**Work task:**
Extract the first line through the line containing "the crate's tests." from the listing below, exactly as written.

**Dataset records:**
>>>>

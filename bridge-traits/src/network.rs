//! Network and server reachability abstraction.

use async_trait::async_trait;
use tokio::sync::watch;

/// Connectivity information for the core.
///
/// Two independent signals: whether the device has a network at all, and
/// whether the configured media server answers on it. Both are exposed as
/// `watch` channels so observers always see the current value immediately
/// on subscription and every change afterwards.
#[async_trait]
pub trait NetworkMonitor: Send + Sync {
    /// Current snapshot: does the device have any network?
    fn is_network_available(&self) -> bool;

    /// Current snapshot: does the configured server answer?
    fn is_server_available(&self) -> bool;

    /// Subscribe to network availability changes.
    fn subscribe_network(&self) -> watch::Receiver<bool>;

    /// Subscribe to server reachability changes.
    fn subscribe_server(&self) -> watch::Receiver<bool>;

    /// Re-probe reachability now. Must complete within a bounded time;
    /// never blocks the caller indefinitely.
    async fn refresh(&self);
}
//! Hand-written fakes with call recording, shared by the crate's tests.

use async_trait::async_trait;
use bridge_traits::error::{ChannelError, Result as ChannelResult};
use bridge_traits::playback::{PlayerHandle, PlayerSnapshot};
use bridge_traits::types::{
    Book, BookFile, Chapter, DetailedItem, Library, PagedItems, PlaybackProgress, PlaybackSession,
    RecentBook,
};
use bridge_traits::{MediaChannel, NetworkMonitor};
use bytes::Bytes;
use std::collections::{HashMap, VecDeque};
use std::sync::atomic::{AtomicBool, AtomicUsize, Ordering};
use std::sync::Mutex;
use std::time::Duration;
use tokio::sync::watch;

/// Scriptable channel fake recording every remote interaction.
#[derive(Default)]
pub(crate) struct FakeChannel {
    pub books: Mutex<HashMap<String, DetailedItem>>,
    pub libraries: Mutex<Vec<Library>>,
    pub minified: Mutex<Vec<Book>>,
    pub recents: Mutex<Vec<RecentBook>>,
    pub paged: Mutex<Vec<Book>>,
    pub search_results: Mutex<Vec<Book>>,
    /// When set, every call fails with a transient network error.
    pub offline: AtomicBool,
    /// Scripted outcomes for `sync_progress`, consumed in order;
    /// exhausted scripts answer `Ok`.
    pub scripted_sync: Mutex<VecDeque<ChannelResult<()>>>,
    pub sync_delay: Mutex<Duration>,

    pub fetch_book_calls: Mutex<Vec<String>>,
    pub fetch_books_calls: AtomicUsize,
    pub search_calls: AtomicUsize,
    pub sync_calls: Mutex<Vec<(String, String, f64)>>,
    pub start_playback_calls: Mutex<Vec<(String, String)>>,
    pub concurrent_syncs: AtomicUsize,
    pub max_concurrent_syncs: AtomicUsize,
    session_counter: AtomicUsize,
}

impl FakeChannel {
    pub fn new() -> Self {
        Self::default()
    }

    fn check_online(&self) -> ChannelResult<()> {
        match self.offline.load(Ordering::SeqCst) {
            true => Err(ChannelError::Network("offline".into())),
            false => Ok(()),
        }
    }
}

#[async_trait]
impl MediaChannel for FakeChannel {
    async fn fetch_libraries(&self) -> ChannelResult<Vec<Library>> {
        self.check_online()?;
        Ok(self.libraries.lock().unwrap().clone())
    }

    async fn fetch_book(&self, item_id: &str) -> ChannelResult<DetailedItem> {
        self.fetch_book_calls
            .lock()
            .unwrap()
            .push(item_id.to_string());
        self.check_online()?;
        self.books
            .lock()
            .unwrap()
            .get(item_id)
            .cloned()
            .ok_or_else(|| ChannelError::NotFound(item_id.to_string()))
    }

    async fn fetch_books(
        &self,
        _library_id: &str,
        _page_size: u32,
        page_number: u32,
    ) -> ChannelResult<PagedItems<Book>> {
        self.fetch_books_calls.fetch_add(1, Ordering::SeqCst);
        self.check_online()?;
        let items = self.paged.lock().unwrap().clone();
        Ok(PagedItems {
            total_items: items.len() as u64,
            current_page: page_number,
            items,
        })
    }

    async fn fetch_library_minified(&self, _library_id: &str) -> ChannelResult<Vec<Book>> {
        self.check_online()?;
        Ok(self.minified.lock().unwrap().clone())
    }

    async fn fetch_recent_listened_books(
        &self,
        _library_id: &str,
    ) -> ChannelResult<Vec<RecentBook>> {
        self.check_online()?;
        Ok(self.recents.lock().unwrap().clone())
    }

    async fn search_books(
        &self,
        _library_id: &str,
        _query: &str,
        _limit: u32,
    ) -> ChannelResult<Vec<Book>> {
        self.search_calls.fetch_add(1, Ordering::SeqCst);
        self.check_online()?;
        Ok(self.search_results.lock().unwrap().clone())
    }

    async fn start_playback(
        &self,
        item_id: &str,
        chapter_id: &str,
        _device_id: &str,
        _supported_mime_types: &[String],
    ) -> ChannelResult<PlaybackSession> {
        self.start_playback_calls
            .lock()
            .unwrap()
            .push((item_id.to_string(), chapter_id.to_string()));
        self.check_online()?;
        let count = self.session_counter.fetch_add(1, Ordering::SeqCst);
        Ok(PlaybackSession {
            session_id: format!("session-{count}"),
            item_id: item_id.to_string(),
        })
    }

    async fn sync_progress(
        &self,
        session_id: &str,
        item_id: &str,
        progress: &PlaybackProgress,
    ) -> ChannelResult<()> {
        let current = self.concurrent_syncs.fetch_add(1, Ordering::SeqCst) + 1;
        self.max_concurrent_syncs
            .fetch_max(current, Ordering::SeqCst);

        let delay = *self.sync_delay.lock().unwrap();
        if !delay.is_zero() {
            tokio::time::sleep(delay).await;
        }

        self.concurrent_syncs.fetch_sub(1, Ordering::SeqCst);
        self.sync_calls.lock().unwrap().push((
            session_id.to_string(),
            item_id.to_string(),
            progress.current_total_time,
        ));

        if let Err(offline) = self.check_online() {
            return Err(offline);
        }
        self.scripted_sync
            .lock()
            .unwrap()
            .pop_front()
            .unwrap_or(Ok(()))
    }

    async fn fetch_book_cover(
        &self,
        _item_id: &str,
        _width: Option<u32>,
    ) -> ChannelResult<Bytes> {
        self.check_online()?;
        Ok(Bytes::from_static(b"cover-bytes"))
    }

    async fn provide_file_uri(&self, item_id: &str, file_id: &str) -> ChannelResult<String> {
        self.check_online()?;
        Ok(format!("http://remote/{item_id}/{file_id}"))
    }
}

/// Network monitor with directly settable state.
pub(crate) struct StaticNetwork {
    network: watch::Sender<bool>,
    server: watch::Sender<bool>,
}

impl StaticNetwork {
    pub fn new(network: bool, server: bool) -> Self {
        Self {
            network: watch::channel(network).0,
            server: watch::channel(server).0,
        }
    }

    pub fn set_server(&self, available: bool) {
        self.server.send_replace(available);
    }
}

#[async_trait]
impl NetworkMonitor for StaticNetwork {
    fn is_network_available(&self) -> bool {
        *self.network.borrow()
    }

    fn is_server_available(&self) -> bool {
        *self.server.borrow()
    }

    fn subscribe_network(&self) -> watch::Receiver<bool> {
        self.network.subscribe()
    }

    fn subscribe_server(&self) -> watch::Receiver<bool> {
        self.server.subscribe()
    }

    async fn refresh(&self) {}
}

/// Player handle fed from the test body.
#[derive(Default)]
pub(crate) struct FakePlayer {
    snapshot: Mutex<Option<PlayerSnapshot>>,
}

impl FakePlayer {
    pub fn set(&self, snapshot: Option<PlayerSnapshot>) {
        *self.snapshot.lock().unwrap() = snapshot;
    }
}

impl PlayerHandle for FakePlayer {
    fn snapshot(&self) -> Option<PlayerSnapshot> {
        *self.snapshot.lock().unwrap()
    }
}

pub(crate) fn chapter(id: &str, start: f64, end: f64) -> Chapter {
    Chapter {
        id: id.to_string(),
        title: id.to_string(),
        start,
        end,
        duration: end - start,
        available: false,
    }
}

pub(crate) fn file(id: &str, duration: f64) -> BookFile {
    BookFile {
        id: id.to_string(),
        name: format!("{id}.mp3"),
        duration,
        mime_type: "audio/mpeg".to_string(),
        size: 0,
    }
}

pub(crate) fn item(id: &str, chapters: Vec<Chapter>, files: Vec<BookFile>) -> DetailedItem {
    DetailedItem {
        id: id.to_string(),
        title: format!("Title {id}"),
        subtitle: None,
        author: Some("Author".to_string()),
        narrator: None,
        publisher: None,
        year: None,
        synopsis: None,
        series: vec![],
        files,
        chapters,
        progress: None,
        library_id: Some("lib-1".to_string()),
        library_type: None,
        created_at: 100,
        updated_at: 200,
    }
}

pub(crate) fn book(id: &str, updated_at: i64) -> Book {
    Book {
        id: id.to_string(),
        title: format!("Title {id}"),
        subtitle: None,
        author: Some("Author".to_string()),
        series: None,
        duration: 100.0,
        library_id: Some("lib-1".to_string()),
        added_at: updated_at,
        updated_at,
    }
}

<<<<

**Expected answer:**
filename bridge-traits/src/network.rs
//! Network and server reachability abstraction.

use async_trait::async_trait;
use tokio::sync::watch;

/// Connectivity information for the core.
///
/// Two independent signals: whether the device has a network at all, and
/// whether the configured media server answers on it. Both are exposed as
/// `watch` channels so observers always see the current value immediately
/// on subscription and every change afterwards.
#[async_trait]
pub trait NetworkMonitor: Send + Sync {
    /// Current snapshot: does the device have any network?
    fn is_network_available(&self) -> bool;

    /// Current snapshot: does the configured server answer?
    fn is_server_available(&self) -> bool;

    /// Subscribe to network availability changes.
    fn subscribe_network(&self) -> watch::Receiver<bool>;

    /// Subscribe to server reachability changes.
    fn subscribe_server(&self) -> watch::Receiver<bool>;

    /// Re-probe reachability now. Must complete within a bounded time;
    /// never blocks the caller indefinitely.
    async fn refresh(&self);
}
//! Hand-written fakes with call recording, shared by the crate's tests.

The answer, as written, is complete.